Yesterday, several constitutional scholars sent a letter to Rep. Smith arguing that his committee has no authority to bedevil the AGs and their activist friends in this matter. The scholars assert:

When UCS [Union of Concerned Scientists] and other organizations discussed their concerns about what they viewed as the apparently intentional distortion of climate science with state attorneys general and with each other, they were exercising their constitutional rights. The First Amendment guarantees, among other rights, the rights to speak freely, to petition the government, and to associate with others for the advancement of beliefs and ideas. The right to petition entitles citizens to communicate with their government bodies and officials to express ideas, hopes, and concerns. It incorporates the right to associate with others in a joint effort to convince the government to take particular actions. The right to associate, in turn, permits groups to associate freely and in private, so long as they are not engaged in subversive or illegal activity.

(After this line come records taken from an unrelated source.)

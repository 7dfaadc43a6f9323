//! `revdiff reconcile`: accept or reject hunks and build a candidate revision.

use std::path::Path;

use anyhow::{Context, Result};
use comfy_table::{presets::UTF8_FULL, Cell, ContentArrangement, Table};
use semver::Version;

use revdiff_core::errors::ReconcileError;
use revdiff_core::models::CandidateRevision;
use revdiff_core::reconcile::{Decision, ReviewSession};
use revdiff_core::store::InMemoryVersionStore;
use revdiff_core::VersionService;

use crate::style;

/// Options collected from the command line.
pub struct ReconcileArgs {
    pub from: String,
    pub to: String,
    pub accept: Vec<String>,
    pub reject: Vec<String>,
    pub json: bool,
    pub save: bool,
    pub version: Option<String>,
    pub author: Option<String>,
}

pub async fn run_reconcile(
    service: &VersionService<InMemoryVersionStore>,
    revisions_dir: &Path,
    args: ReconcileArgs,
) -> Result<()> {
    let mut session = service
        .review(&args.from, &args.to)
        .await
        .with_context(|| format!("failed to compare {} with {}", args.from, args.to))?;

    if let Some(conflict) = contradictory_flags(&session, &args) {
        return Err(anyhow::Error::new(conflict).context("a hunk cannot be both accepted and rejected"));
    }

    for id in &args.accept {
        session
            .accept(id)
            .with_context(|| format!("cannot accept hunk '{}'", id))?;
    }
    for id in &args.reject {
        session
            .reject(id)
            .with_context(|| format!("cannot reject hunk '{}'", id))?;
    }

    let default = service.engine().default_decision();
    if !args.json {
        print_decisions(&session, default);
    }

    let mut candidate = service
        .finish_review(&mut session)
        .await
        .context("reconciliation failed")?;

    if let Some(v) = &args.version {
        let version = Version::parse(v).with_context(|| format!("invalid version '{}'", v))?;
        candidate = candidate.with_version(version);
    }
    if let Some(author) = &args.author {
        candidate = candidate.with_author(author.clone());
    }

    if !args.save {
        if args.json {
            println!(
                "{}",
                serde_json::to_string_pretty(&candidate).context("failed to serialize candidate")?
            );
        } else {
            print_candidate(&candidate);
        }
        return Ok(());
    }

    let saved = service
        .persist_candidate(candidate)
        .await
        .context("failed to save candidate revision")?;

    let path = revisions_dir.join(format!("{}.json", saved.id));
    let body = serde_json::to_string_pretty(&*saved).context("failed to serialize revision")?;
    std::fs::write(&path, body)
        .with_context(|| format!("failed to write {}", path.display()))?;

    if args.json {
        println!("{}", serde_json::to_string_pretty(&*saved)?);
    } else {
        println!(
            "{}",
            style::success(&format!(
                "Saved revision {} (version {}, parent {})",
                saved.id,
                saved.version,
                saved.parent_id.as_deref().unwrap_or("—")
            ))
        );
        println!("  {}", style::dim(&path.display().to_string()));
    }
    Ok(())
}

/// Known hunks named by both `--accept` and `--reject`, grouped under the
/// section of the first one. Unknown ids are left for the session to report.
fn contradictory_flags(session: &ReviewSession, args: &ReconcileArgs) -> Option<ReconcileError> {
    let comparison = session.comparison();
    let mut both: Vec<_> = args
        .accept
        .iter()
        .filter(|id| args.reject.contains(id))
        .filter_map(|id| comparison.hunk(id))
        .collect();
    both.sort_by(|a, b| a.hunk.id.cmp(&b.hunk.id));
    both.dedup_by(|a, b| a.hunk.id == b.hunk.id);

    let section = both.first()?.hunk.section;
    Some(ReconcileError::OverlappingDecisionConflict {
        section: section.to_string(),
        hunk_ids: both
            .iter()
            .filter(|h| h.hunk.section == section)
            .map(|h| h.hunk.id.clone())
            .collect(),
    })
}

fn print_decisions(session: &ReviewSession, default: Decision) {
    let comparison = session.comparison();
    println!();
    println!(
        "{}",
        style::header(&format!(
            "Reconciling {} -> {}",
            comparison.from_revision_id, comparison.to_revision_id
        ))
    );
    println!();

    if comparison.is_empty() {
        println!("{}", style::success("No changes to reconcile"));
        println!();
        return;
    }

    let decided = session.decisions();
    let mut table = Table::new();
    table.load_preset(UTF8_FULL);
    table.set_content_arrangement(ContentArrangement::Dynamic);
    table.set_header(vec!["Hunk", "Change", "Severity", "Decision"]);

    for h in &comparison.hunks {
        let decision = decided
            .iter()
            .find(|d| d.hunk_id == h.hunk.id)
            .map(|d| style::decision(d.decision))
            .unwrap_or_else(|| format!("{} {}", style::decision(default), style::dim("(default)")));
        table.add_row(vec![
            Cell::new(&h.hunk.id),
            Cell::new(style::change(h.hunk.change_type)),
            Cell::new(style::severity(h.severity)),
            Cell::new(decision),
        ]);
    }

    println!("{}", table);
    println!();
}

fn print_candidate(candidate: &CandidateRevision) {
    println!("{}", style::header("Candidate revision"));
    println!("  Parent  : {}", candidate.parent_id);
    println!(
        "  Version : {}",
        candidate
            .version
            .as_ref()
            .map(|v| v.to_string())
            .unwrap_or_else(|| "(assigned on save)".to_string())
    );
    for (section, text) in &candidate.sections {
        println!();
        println!("{}", style::dim(&format!("── {} ──", section)));
        println!("{}", text);
    }
    println!();
    println!("{}", style::dim("Not saved. Re-run with --save to persist."));
}

#[cfg(test)]
mod tests {
    use super::*;
    use std::sync::Arc;

    use revdiff_core::config::AppConfig;
    use revdiff_core::models::{Revision, SectionKind};

    fn service() -> VersionService<InMemoryVersionStore> {
        let store = InMemoryVersionStore::new();
        store
            .insert(
                Revision::new("r1", Version::new(1, 0, 0), "alice")
                    .with_section(SectionKind::Logic, "let a = 1;\nlet b = 2;"),
            )
            .unwrap();
        store
            .insert(
                Revision::new("r2", Version::new(1, 1, 0), "alice")
                    .with_parent("r1")
                    .with_section(SectionKind::Logic, "let a = 10;\nlet b = 2;")
                    .with_section(SectionKind::Styles, ".x {}"),
            )
            .unwrap();
        VersionService::new(Arc::new(store), &AppConfig::default()).unwrap()
    }

    fn args(accept: &[&str], reject: &[&str]) -> ReconcileArgs {
        ReconcileArgs {
            from: "r1".into(),
            to: "r2".into(),
            accept: accept.iter().map(|s| s.to_string()).collect(),
            reject: reject.iter().map(|s| s.to_string()).collect(),
            json: true,
            save: true,
            version: None,
            author: None,
        }
    }

    #[tokio::test]
    async fn test_accept_and_reject_of_same_hunk_is_refused() {
        let dir = tempfile::tempdir().unwrap();
        let err = run_reconcile(
            &service(),
            dir.path(),
            args(&["logic-0", "styles-0"], &["logic-0"]),
        )
        .await
        .unwrap_err();

        assert_eq!(
            err.root_cause().downcast_ref::<ReconcileError>(),
            Some(&ReconcileError::OverlappingDecisionConflict {
                section: "logic".into(),
                hunk_ids: vec!["logic-0".into()],
            })
        );
        // Nothing was saved.
        assert_eq!(std::fs::read_dir(dir.path()).unwrap().count(), 0);
    }

    #[tokio::test]
    async fn test_unknown_hunk_in_both_lists_is_reported_as_unknown() {
        let dir = tempfile::tempdir().unwrap();
        let err = run_reconcile(&service(), dir.path(), args(&["logic-9"], &["logic-9"]))
            .await
            .unwrap_err();
        assert!(format!("{:#}", err).contains("logic-9"));
        assert!(format!("{:#}", err).contains("cannot accept"));
    }

    #[tokio::test]
    async fn test_disjoint_flags_save_candidate() {
        let dir = tempfile::tempdir().unwrap();
        run_reconcile(&service(), dir.path(), args(&["styles-0"], &["logic-0"]))
            .await
            .unwrap();
        assert_eq!(std::fs::read_dir(dir.path()).unwrap().count(), 1);
    }
}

Your Subpoenas infringe the organizations' exercise of these First Amendment rights. The rights of association and petition are as fundamental and precious to our society as they are delicate and vulnerable.

And yet both climate change "alarmists" and "deniers" (their tendentious characterizations of each other) seem intent on trampling on those delicate and vulnerable rights.

Back in June, several Republican attorneys-general issued a dear colleauge letter to their Democratic confreres warning that subpoena wars could get out of hand. Specifically, they noted:

Once the government begins policing viewpoints, two solutions exist. The first solution is to police all viewpoints equally. Another group of Attorneys General could use the precedent established by the "AGs United for Clean Power" to investigate fraudulent statements associated with competing interests. The subpoenas currently directed at some market participants could be met with a barrage of subpoenas directed at other market participants.

Well, that's where we are now. Who needs mere science when you've got lawyers?